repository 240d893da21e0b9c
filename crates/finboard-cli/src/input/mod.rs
pub mod file;
pub mod stdin;
use chrono::{Datelike, NaiveDate};
use serde::Serialize;

use crate::partition::{NameFormat, TimeWindow, WindowError};
use crate::tmsl::RefreshMode;

use super::policy::RolloverPolicy;

/// January days during which the previous year is still recreated to
/// absorb late-arriving rows.
const GRACE_DAYS: u32 = 7;

/// Year-policy state for a given day.
#[derive(Debug, Clone, Copy, PartialEq, Eq, Serialize)]
pub enum YearPhase {
    /// Only the current year is touched.
    Normal,
    /// First seven days of January, inclusive.
    GraceWindow,
}

/// Computes the Year-policy phase from today's date.
pub fn year_phase(today: NaiveDate) -> YearPhase {
    if today.month() == 1 && today.day() <= GRACE_DAYS {
        YearPhase::GraceWindow
    } else {
        YearPhase::Normal
    }
}

/// One planned action against a single partition.
#[derive(Debug, Clone, PartialEq, Eq, Serialize)]
#[serde(rename_all = "lowercase", tag = "action")]
pub enum PlanStep {
    /// Create-or-replace the window's partition and, when `process` is
    /// set, refresh it.
    Ensure {
        window: TimeWindow,
        name_format: NameFormat,
        process: bool,
        /// Replaces the policy's refresh mode when set.
        refresh_override: Option<RefreshMode>,
    },
    /// Safe-delete the window's partition: recreate it first so the
    /// delete never targets a missing object.
    Retire {
        window: TimeWindow,
        name_format: NameFormat,
    },
}

/// Ordered steps of one rollover evaluation. Executed strictly in
/// sequence, one remote call at a time.
#[derive(Debug, Clone, PartialEq, Eq, Serialize)]
pub struct RolloverPlan {
    pub steps: Vec<PlanStep>,
}

impl RolloverPlan {
    pub fn len(&self) -> usize {
        self.steps.len()
    }

    pub fn is_empty(&self) -> bool {
        self.steps.is_empty()
    }
}

/// Computes the Year-policy plan for `today`.
///
/// The current year is always (re)created. During the grace window the
/// previous year is recreated as well.
pub fn plan_year(today: NaiveDate, policy: &RolloverPolicy) -> Result<RolloverPlan, WindowError> {
    let process = !policy.create_only;
    let mut steps = vec![PlanStep::Ensure {
        window: TimeWindow::year(today.year())?,
        name_format: NameFormat::Year,
        process,
        refresh_override: None,
    }];
    if year_phase(today) == YearPhase::GraceWindow {
        steps.push(PlanStep::Ensure {
            window: TimeWindow::year(today.year() - 1)?,
            name_format: NameFormat::Year,
            process,
            refresh_override: None,
        });
    }
    Ok(RolloverPlan { steps })
}

/// Computes the Year+Month-policy plan for `today`.
///
/// The current month is always (re)created. On the 1st of an ordinary
/// month the just-closed month gets its authoritative reprocess; on the
/// 1st of January the previous year is consolidated instead: one
/// forced-full yearly partition, then the twelve superseded monthly
/// partitions retired in ascending order.
pub fn plan_year_month(
    today: NaiveDate,
    policy: &RolloverPolicy,
) -> Result<RolloverPlan, WindowError> {
    let process = !policy.create_only;
    let mut steps = vec![PlanStep::Ensure {
        window: TimeWindow::month(today.year(), today.month())?,
        name_format: NameFormat::MonthYear,
        process,
        refresh_override: None,
    }];

    if today.day() == 1 {
        if today.month() == 1 {
            let previous_year = today.year() - 1;
            // The yearly partition must be in place before any monthly
            // partition is retired.
            steps.push(PlanStep::Ensure {
                window: TimeWindow::year(previous_year)?,
                name_format: NameFormat::Year,
                process,
                refresh_override: Some(RefreshMode::full()),
            });
            for month in 1..=12 {
                steps.push(PlanStep::Retire {
                    window: TimeWindow::month(previous_year, month)?,
                    name_format: NameFormat::MonthYear,
                });
            }
        } else {
            steps.push(PlanStep::Ensure {
                window: TimeWindow::month(today.year(), today.month() - 1)?,
                name_format: NameFormat::MonthYear,
                process,
                refresh_override: None,
            });
        }
    }
    Ok(RolloverPlan { steps })
}

#[cfg(test)]
mod tests {
    use super::*;

    fn date(y: i32, m: u32, d: u32) -> NaiveDate {
        NaiveDate::from_ymd_opt(y, m, d).unwrap()
    }

    fn policy() -> RolloverPolicy {
        RolloverPolicy {
            database: "Sales".to_string(),
            table: "Fact".to_string(),
            data_source: "SqlServer".to_string(),
            partition_prefix: "Fact_".to_string(),
            sql_template: "SELECT * FROM T WHERE {0}".to_string(),
            placeholder: "{0}".to_string(),
            date_column: "Date".to_string(),
            refresh_mode: RefreshMode::new("automatic"),
            create_only: false,
        }
    }

    #[test]
    fn test_year_phase_grace_window_bounds() {
        assert_eq!(year_phase(date(2020, 1, 1)), YearPhase::GraceWindow);
        assert_eq!(year_phase(date(2020, 1, 7)), YearPhase::GraceWindow);
        assert_eq!(year_phase(date(2020, 1, 8)), YearPhase::Normal);
        assert_eq!(year_phase(date(2020, 2, 5)), YearPhase::Normal);
    }

    #[test]
    fn test_plan_year_inside_grace_window() {
        let plan = plan_year(date(2020, 1, 5), &policy()).unwrap();
        assert_eq!(plan.len(), 2);
        assert_eq!(
            plan.steps[0],
            PlanStep::Ensure {
                window: TimeWindow::year(2020).unwrap(),
                name_format: NameFormat::Year,
                process: true,
                refresh_override: None,
            }
        );
        assert_eq!(
            plan.steps[1],
            PlanStep::Ensure {
                window: TimeWindow::year(2019).unwrap(),
                name_format: NameFormat::Year,
                process: true,
                refresh_override: None,
            }
        );
    }

    #[test]
    fn test_plan_year_outside_grace_window() {
        let plan = plan_year(date(2020, 1, 8), &policy()).unwrap();
        assert_eq!(plan.len(), 1);
        assert_eq!(
            plan.steps[0],
            PlanStep::Ensure {
                window: TimeWindow::year(2020).unwrap(),
                name_format: NameFormat::Year,
                process: true,
                refresh_override: None,
            }
        );
    }

    #[test]
    fn test_plan_year_create_only_suppresses_processing() {
        let mut policy = policy();
        policy.create_only = true;
        let plan = plan_year(date(2020, 1, 5), &policy).unwrap();
        assert!(plan
            .steps
            .iter()
            .all(|step| matches!(step, PlanStep::Ensure { process: false, .. })));
    }

    #[test]
    fn test_plan_year_month_midmonth_touches_only_current_month() {
        let plan = plan_year_month(date(2020, 6, 15), &policy()).unwrap();
        assert_eq!(plan.len(), 1);
        assert_eq!(
            plan.steps[0],
            PlanStep::Ensure {
                window: TimeWindow::month(2020, 6).unwrap(),
                name_format: NameFormat::MonthYear,
                process: true,
                refresh_override: None,
            }
        );
    }

    #[test]
    fn test_plan_year_month_first_of_ordinary_month_reprocesses_previous() {
        let plan = plan_year_month(date(2020, 7, 1), &policy()).unwrap();
        assert_eq!(plan.len(), 2);
        assert_eq!(
            plan.steps[1],
            PlanStep::Ensure {
                window: TimeWindow::month(2020, 6).unwrap(),
                name_format: NameFormat::MonthYear,
                process: true,
                refresh_override: None,
            }
        );
    }

    #[test]
    fn test_plan_year_month_january_first_consolidates_previous_year() {
        let plan = plan_year_month(date(2020, 1, 1), &policy()).unwrap();
        // Current month + yearly consolidation + 12 monthly retirements.
        assert_eq!(plan.len(), 14);

        assert_eq!(
            plan.steps[0],
            PlanStep::Ensure {
                window: TimeWindow::month(2020, 1).unwrap(),
                name_format: NameFormat::MonthYear,
                process: true,
                refresh_override: None,
            }
        );
        // The consolidated year is forced to a full reprocess and comes
        // before any retirement.
        assert_eq!(
            plan.steps[1],
            PlanStep::Ensure {
                window: TimeWindow::year(2019).unwrap(),
                name_format: NameFormat::Year,
                process: true,
                refresh_override: Some(RefreshMode::full()),
            }
        );
        for (index, month) in (1..=12).enumerate() {
            assert_eq!(
                plan.steps[2 + index],
                PlanStep::Retire {
                    window: TimeWindow::month(2019, month).unwrap(),
                    name_format: NameFormat::MonthYear,
                }
            );
        }
    }

    #[test]
    fn test_plan_year_month_ordinary_first_is_not_a_consolidation() {
        let plan = plan_year_month(date(2020, 2, 1), &policy()).unwrap();
        assert_eq!(plan.len(), 2);
        assert!(plan
            .steps
            .iter()
            .all(|step| matches!(step, PlanStep::Ensure { .. })));
    }

    #[test]
    fn test_plans_are_deterministic() {
        let today = date(2020, 1, 1);
        assert_eq!(
            plan_year_month(today, &policy()).unwrap(),
            plan_year_month(today, &policy()).unwrap()
        );
        assert_eq!(
            plan_year(today, &policy()).unwrap(),
            plan_year(today, &policy()).unwrap()
        );
    }
}
use serde::Serialize;

use tabroll_core::service::ServiceError;

/// What a step was doing when its outcome was recorded.
#[derive(Debug, Clone, Copy, PartialEq, Eq, Serialize)]
#[serde(rename_all = "lowercase")]
pub enum StepKind {
    Create,
    Process,
    /// The guaranteed-success create preceding a safe delete.
    Recreate,
    Delete,
}

/// Outcome of a single remote call.
#[derive(Debug, Clone, PartialEq, Eq, Serialize)]
#[serde(rename_all = "lowercase", tag = "status", content = "detail")]
pub enum StepOutcome {
    Ok,
    Failed(String),
}

impl StepOutcome {
    pub fn is_ok(&self) -> bool {
        matches!(self, StepOutcome::Ok)
    }
}

/// One remote call against one target, with its outcome.
#[derive(Debug, Clone, PartialEq, Eq, Serialize)]
pub struct StepReport {
    /// Partition name, or the refresh target path for ad-hoc processing.
    pub target: String,
    pub kind: StepKind,
    pub outcome: StepOutcome,
}

/// Every remote call attempted during one invocation, in dispatch order.
#[derive(Debug, Clone, Default, PartialEq, Eq, Serialize)]
pub struct RunReport {
    pub steps: Vec<StepReport>,
}

impl RunReport {
    pub fn new() -> Self {
        Self::default()
    }

    pub(crate) fn push_ok(&mut self, target: &str, kind: StepKind) {
        self.steps.push(StepReport {
            target: target.to_string(),
            kind,
            outcome: StepOutcome::Ok,
        });
    }

    pub(crate) fn push_failed(&mut self, target: &str, kind: StepKind, error: &ServiceError) {
        self.steps.push(StepReport {
            target: target.to_string(),
            kind,
            outcome: StepOutcome::Failed(error.to_string()),
        });
    }

    /// True when every attempted step succeeded.
    pub fn succeeded(&self) -> bool {
        self.steps.iter().all(|step| step.outcome.is_ok())
    }

    pub fn failure_count(&self) -> usize {
        self.steps
            .iter()
            .filter(|step| !step.outcome.is_ok())
            .count()
    }
}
◇ ◇ ◇
§ WHAT TO DO: Going through the material, how many lines contain the word "single"? Please give only the number.

§ EXPECTED ANSWER: 2